International English language students have made headlines in recent weeks due to doubts about their visas and the quality of online classes.
Their teachers are also facing unclear futures due to the continuing pandemic; some are teaching online for six hours a day, while others are facing permanent unemployment.
This is against the background of an industry under significant pressure - a recovery plan put together by sector representatives forecasts an 80% decrease in revenue for the English language industry this year due to restrictions on international travel.
Five teachers were recently let go from a Limerick language school, and say there was no notice their jobs were in danger.
“Out of the blue we got an email terminating our appointment – we felt disposable, we felt like we were discarded,” said one of the teachers.
“They used the Covid blanket to say it was circumstances beyond their control so we had to be let go,” she added.
Another teacher who was let go from the same school has decided to leave the industry altogether.
“Ethically[…] I don’t want to work in that awful wheel,” he said, referring to the industry as a whole.
The school's Director of Studies declined to comment on the job losses when contacted.
During the pandemic a number of language schools have adapted their operation to provide online classes where teachers are required to teach live on screen for six hours a day. Some say they have received little or no training in how to deliver classes online.
Ciarán Gallagher, Chairperson of Unite’s ELT branch, describes the state of online teaching as schools “piling up to 25 students, sometimes more, into these virtual classrooms and letting teachers and students sink or swim.”
In compliance with visa regulations issued by the Department of Justice, students must attend 15 hours of classes per week. Language schools facilitate this by putting on two three-hour classes per day.
One teacher who works for a Dublin language school has been teaching for six hours a day over Zoom which she says is “intense” and described the planning as “time consuming.” “I’m kind of glad because I get to keep my job […] but for now it’s very stressful,” she said.
As a teacher with over six years’ experience in the field, it takes her two hours to plan for a three-hour class as all her materials must be adapted into PowerPoint presentations.
She says she received no training for teaching online and has also had to buy a new laptop and get WIFI installed in her home at her own expense.
Director of Cork English World language school Majellia Sheehan says she refuses to “drop academic standards to pander to a tick box that meets [the Immigration Bureau’s] requirements.”
Teachers from the Cork school taught online for the first two weeks following restrictions and discovered it to be unsuitable for both students and teachers.
Ms Sheehan said, “Just like Graham Norton feeds off the audience in the studio, it’s the same with teachers in the classroom.”
Ms Sheehan and her team developed a blended learning programme consisting of videos recorded by teachers including language exercises, followed by a live online tutorial with teachers.
“I know the majority of schools are doing 15 hours of live teaching online with students [per week]. Academically, it’s very unsound,” said Ms Sheehan.
“Any experienced teacher...will not want to be teaching for 15 hours online – because they know it’s not good [for students],” she added.
There are no guidelines set out for language schools regarding when they can or should reopen.
Majellia Sheehan said, “Until the travel restrictions are lifted and quarantine is lifted there’s absolutely no point in any language school opening.”
"It really stresses me out when I think about the idea of going back into the classroom,” said teacher Áine Andrews.
The English language industry is estimated to be worth €1.2bn a year to the Irish economy.
The recovery report referenced above by the MEI (Marketing English in Ireland) and ILSG (Independent Language Schools Group recommends a €50m fund from the Irish Government to allow the industry to recover following the impact of Covid-19.
Spokesperson for the Progressive Colleges Network David Russel said, “If nothing is done to help us the sector will collapse, there’s no doubt about it.”
Ian Brangan, who was set to open his own school before the Covid-19 restrictions said, “Part of [the problem] is a lack of coordination within the sector.

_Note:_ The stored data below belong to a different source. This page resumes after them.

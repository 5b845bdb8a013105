//! Tree command implementation.

use colored::Colorize;

use super::{block_on, open_session};
use crate::cli::Target;
use crate::error::Result;
use crate::model::TreeEntry;

/// Execute tree command.
pub fn execute(target: Target<'_>, json: bool) -> Result<()> {
    block_on(run(target, json))?
}

async fn run(target: Target<'_>, json: bool) -> Result<()> {
    let session = open_session(target, false).await?;
    let tree = session.tree();

    if json {
        println!("{}", serde_json::to_string(&tree)?);
        return Ok(());
    }

    if tree.is_empty() {
        println!("No documents.");
        return Ok(());
    }
    for line in render(&tree) {
        println!("{line}");
    }
    Ok(())
}

fn render(entries: &[TreeEntry]) -> Vec<String> {
    let mut lines = Vec::new();
    render_into(entries, 0, &mut lines);
    lines
}

fn render_into(entries: &[TreeEntry], depth: usize, lines: &mut Vec<String>) {
    let indent = "  ".repeat(depth);
    for entry in entries {
        if entry.is_dir {
            lines.push(format!("{indent}{}", format!("{}/", entry.name()).blue().bold()));
            render_into(&entry.children, depth + 1, lines);
        } else {
            lines.push(format!("{indent}{}", entry.name()));
        }
    }
}

#[cfg(test)]
mod tests {
    use super::*;

    #[test]
    fn test_render_nests_directories() {
        colored::control::set_override(false);
        let tree = vec![
            TreeEntry::dir("journal", vec![TreeEntry::file("journal/monday.md")]),
            TreeEntry::file("todo.md"),
        ];
        assert_eq!(render(&tree), vec!["journal/", "  monday.md", "todo.md"]);
    }
}
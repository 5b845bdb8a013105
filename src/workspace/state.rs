//! Shared workspace state.
//!
//! The pieces of the session that more than one controller reads or writes:
//! the unsaved-content cache, the open document, and the latest status and
//! tree snapshots. Snapshots are published through `watch` channels and are
//! always replaced wholesale.

use std::sync::Arc;

use tokio::sync::{Mutex, watch};
use tracing::{debug, warn};

use super::cache::ContentCache;
use super::status::TransientStatusController;
use crate::backend::WorkspaceBackend;
use crate::error::ApiResult;
use crate::model::{OpenDocument, SyncStatus, TreeEntry};

/// State owned by one workspace session.
pub struct WorkspaceState {
    pub(crate) cache: Mutex<ContentCache>,
    pub(crate) document: Mutex<Option<OpenDocument>>,
    sync_status: watch::Sender<Option<SyncStatus>>,
    tree: watch::Sender<Vec<TreeEntry>>,
}

impl WorkspaceState {
    #[must_use]
    pub fn new() -> Self {
        Self {
            cache: Mutex::new(ContentCache::new()),
            document: Mutex::new(None),
            sync_status: watch::channel(None).0,
            tree: watch::channel(Vec::new()).0,
        }
    }

    #[must_use]
    pub fn sync_status(&self) -> Option<SyncStatus> {
        self.sync_status.borrow().clone()
    }

    #[must_use]
    pub fn subscribe_sync_status(&self) -> watch::Receiver<Option<SyncStatus>> {
        self.sync_status.subscribe()
    }

    #[must_use]
    pub fn tree(&self) -> Vec<TreeEntry> {
        self.tree.borrow().clone()
    }

    #[must_use]
    pub fn subscribe_tree(&self) -> watch::Receiver<Vec<TreeEntry>> {
        self.tree.subscribe()
    }

    pub(crate) fn replace_sync_status(&self, status: SyncStatus) {
        self.sync_status.send_replace(Some(status));
    }

    pub(crate) fn replace_tree(&self, tree: Vec<TreeEntry>) {
        self.tree.send_replace(tree);
    }
}

impl Default for WorkspaceState {
    fn default() -> Self {
        Self::new()
    }
}

/// Everything a controller needs to talk to the backend and report back.
pub struct WorkspaceContext<B> {
    pub backend: Arc<B>,
    pub state: Arc<WorkspaceState>,
    pub status: TransientStatusController,
}

impl<B> Clone for WorkspaceContext<B> {
    fn clone(&self) -> Self {
        Self {
            backend: Arc::clone(&self.backend),
            state: Arc::clone(&self.state),
            status: self.status.clone(),
        }
    }
}

impl<B: WorkspaceBackend> WorkspaceContext<B> {
    pub fn new(backend: B) -> Self {
        Self {
            backend: Arc::new(backend),
            state: Arc::new(WorkspaceState::new()),
            status: TransientStatusController::new(),
        }
    }

    /// Fetch and publish the sync status.
    pub async fn refresh_status(&self) -> ApiResult<SyncStatus> {
        let status = self.backend.status().await?;
        self.state.replace_sync_status(status.clone());
        Ok(status)
    }

    /// Fetch and publish the document tree.
    pub async fn refresh_tree(&self) -> ApiResult<()> {
        let tree = self.backend.list_tree().await?;
        self.state.replace_tree(tree);
        Ok(())
    }

    /// Refresh status and tree, logging failures instead of returning them.
    ///
    /// Used where a refresh is a follow-up to an action that already reported
    /// its own outcome.
    pub async fn refresh_quietly(&self) {
        if let Err(e) = self.refresh_status().await {
            warn!(error = %e, "Status refresh failed");
        }
        if let Err(e) = self.refresh_tree().await {
            warn!(error = %e, "Tree refresh failed");
        }
    }

    /// Load `path` into the editor.
    ///
    /// Buffered content wins over disk: if the cache holds unsaved edits for
    /// `path`, those are shown and the document is marked dirty.
    pub async fn select_document(&self, path: &str) -> ApiResult<OpenDocument> {
        let buffered = self.state.cache.lock().await.get(path).map(str::to_string);
        let document = match buffered {
            Some(content) => {
                debug!(path, "Restoring buffered content");
                OpenDocument {
                    path: path.to_string(),
                    content,
                    dirty: true,
                }
            }
            None => OpenDocument {
                path: path.to_string(),
                content: self.backend.read(path).await?,
                dirty: false,
            },
        };

        *self.state.document.lock().await = Some(document.clone());
        Ok(document)
    }

    /// Re-read the open document after the remote changed underneath it.
    pub async fn reload_open_document(&self) -> ApiResult<()> {
        let path = match self.state.document.lock().await.as_ref() {
            Some(doc) => doc.path.clone(),
            None => return Ok(()),
        };
        self.select_document(&path).await.map(drop)
    }

    /// The open document, if any.
    pub async fn open_document(&self) -> Option<OpenDocument> {
        self.state.document.lock().await.clone()
    }
}
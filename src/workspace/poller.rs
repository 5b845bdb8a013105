//! Background reconciliation for object storage.
//!
//! A bucket has no cheap "what changed upstream" query the way a git remote
//! does, so an object-storage workspace polls instead: one immediate refresh
//! of status and tree on start, then one every interval. Git and local
//! workspaces never poll.
//!
//! A session owns exactly one poller, and starting it while it runs stops
//! the old loop first.

use std::time::Duration;

use tokio::task::AbortHandle;
use tokio::time::MissedTickBehavior;
use tracing::{debug, info};

use super::state::WorkspaceContext;
use super::timer::TimerSlot;
use crate::backend::WorkspaceBackend;
use crate::model::{AutoSyncConfig, Provider};

pub use crate::model::auto_sync::effective_interval;

/// Stops the poll loop it was returned for. Inert if polling never started.
#[derive(Debug, Clone, Default)]
pub struct PollStopHandle {
    abort: Option<AbortHandle>,
}

impl PollStopHandle {
    pub fn stop(&self) {
        if let Some(abort) = &self.abort {
            abort.abort();
        }
    }

    /// Whether this handle refers to a loop that is still running.
    #[must_use]
    pub fn is_active(&self) -> bool {
        self.abort.as_ref().is_some_and(|a| !a.is_finished())
    }
}

/// Single-slot owner of the periodic status and tree refresh.
#[derive(Debug, Default)]
pub struct BackgroundReconciliationPoller {
    slot: TimerSlot,
    interval: Option<Duration>,
}

impl BackgroundReconciliationPoller {
    #[must_use]
    pub fn new() -> Self {
        Self::default()
    }

    /// Start polling at the effective interval for `interval_seconds`.
    ///
    /// Any running loop is stopped first. With `enabled == false` nothing is
    /// started and the returned handle is inert.
    pub fn start<B: WorkspaceBackend>(
        &mut self,
        enabled: bool,
        interval_seconds: Option<u64>,
        ctx: &WorkspaceContext<B>,
    ) -> PollStopHandle {
        self.stop();
        if !enabled {
            return PollStopHandle::default();
        }

        let interval = effective_interval(interval_seconds);
        info!(interval_ms = interval.as_millis(), "Background reconciliation started");

        let backend = std::sync::Arc::clone(&ctx.backend);
        tokio::spawn(async move {
            if let Err(e) = backend.start_auto_push().await {
                debug!(error = %e, "start_auto_push failed; ignoring");
            }
        });

        let ctx = ctx.clone();
        self.slot.arm_task(async move {
            let mut ticker = tokio::time::interval(interval);
            ticker.set_missed_tick_behavior(MissedTickBehavior::Delay);
            loop {
                // First tick completes immediately.
                ticker.tick().await;
                debug!("Reconciling with remote");
                ctx.refresh_quietly().await;
            }
        });
        self.interval = Some(interval);

        PollStopHandle {
            abort: self.slot.abort_handle(),
        }
    }

    /// Stop the loop. Returns `true` if one was running.
    pub fn stop(&mut self) -> bool {
        self.interval = None;
        let stopped = self.slot.cancel();
        if stopped {
            info!("Background reconciliation stopped");
        }
        stopped
    }

    /// Start or stop to match `provider` and `config`.
    ///
    /// Eligible only for object storage with auto-sync enabled. An eligible
    /// poller is always restarted so a new interval takes effect.
    pub fn reconfigure<B: WorkspaceBackend>(
        &mut self,
        provider: Provider,
        config: AutoSyncConfig,
        ctx: &WorkspaceContext<B>,
    ) -> PollStopHandle {
        let eligible = provider.polls_remote() && config.enabled;
        debug!(%provider, enabled = config.enabled, eligible, "Re-evaluating background reconciliation");
        self.start(eligible, config.interval_seconds, ctx)
    }

    #[must_use]
    pub fn is_running(&self) -> bool {
        self.slot.is_armed()
    }

    /// Interval of the running loop.
    #[must_use]
    pub const fn interval(&self) -> Option<Duration> {
        self.interval
    }
}
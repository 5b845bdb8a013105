//! Workspace synchronization core.
//!
//! Decides when edits are buffered, when they are written to the backing
//! store, when they are reconciled with a remote, and how each outcome is
//! shown to the user:
//!
//! ```text
//!  edit ──▶ ContentCache ──▶ AutosaveScheduler ─┐
//!                                               ▼
//!  save / sync ───────────────────────────▶ SaveCoordinator ──┐
//!       │                                                     ▼
//!       └──▶ RemoteSyncOrchestrator ────────────▶ TransientStatusController
//!
//!  BackgroundReconciliationPoller ──▶ sync status + tree (object storage only)
//! ```
//!
//! Everything is owned by one [`WorkspaceSession`]. Each of the three timer
//! kinds (autosave debounce, status revert, poll interval) lives in a single
//! [`timer::TimerSlot`], so superseding or tearing down always cancels.

pub mod autosave;
pub mod cache;
pub mod poller;
pub mod remote;
pub mod save;
pub mod session;
pub mod state;
pub mod status;
pub mod timer;

#[cfg(test)]
pub(crate) mod mock;

pub use autosave::{AUTOSAVE_DELAY, AutosaveScheduler};
pub use cache::ContentCache;
pub use poller::{BackgroundReconciliationPoller, PollStopHandle};
pub use remote::{RemoteAction, RemoteSyncOrchestrator};
pub use save::{ActionOutcome, SaveCoordinator};
pub use session::{CLOSE_FLUSH_DEADLINE, WorkspaceSession};
pub use state::{WorkspaceContext, WorkspaceState};
pub use status::TransientStatusController;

There are a lot of sub groups like MEI, ILSG and PCN and unfortunately... they’re not working together.
“I think the only reasons [schools] have been able to stay open is the government furlough scheme and that they’ve been able to cocoon their businesses. But once they open up again they’re going to start incurring costs and I think there's going to be a lot of school closures over the next few months,” he added.
ILSG member Majellia Sheehan said, “We need to have some sort of guidance from some angle and it can’t just be led by [the Department of] Justice, we need to be in someone’s remit and at the moment we don’t know where we are.”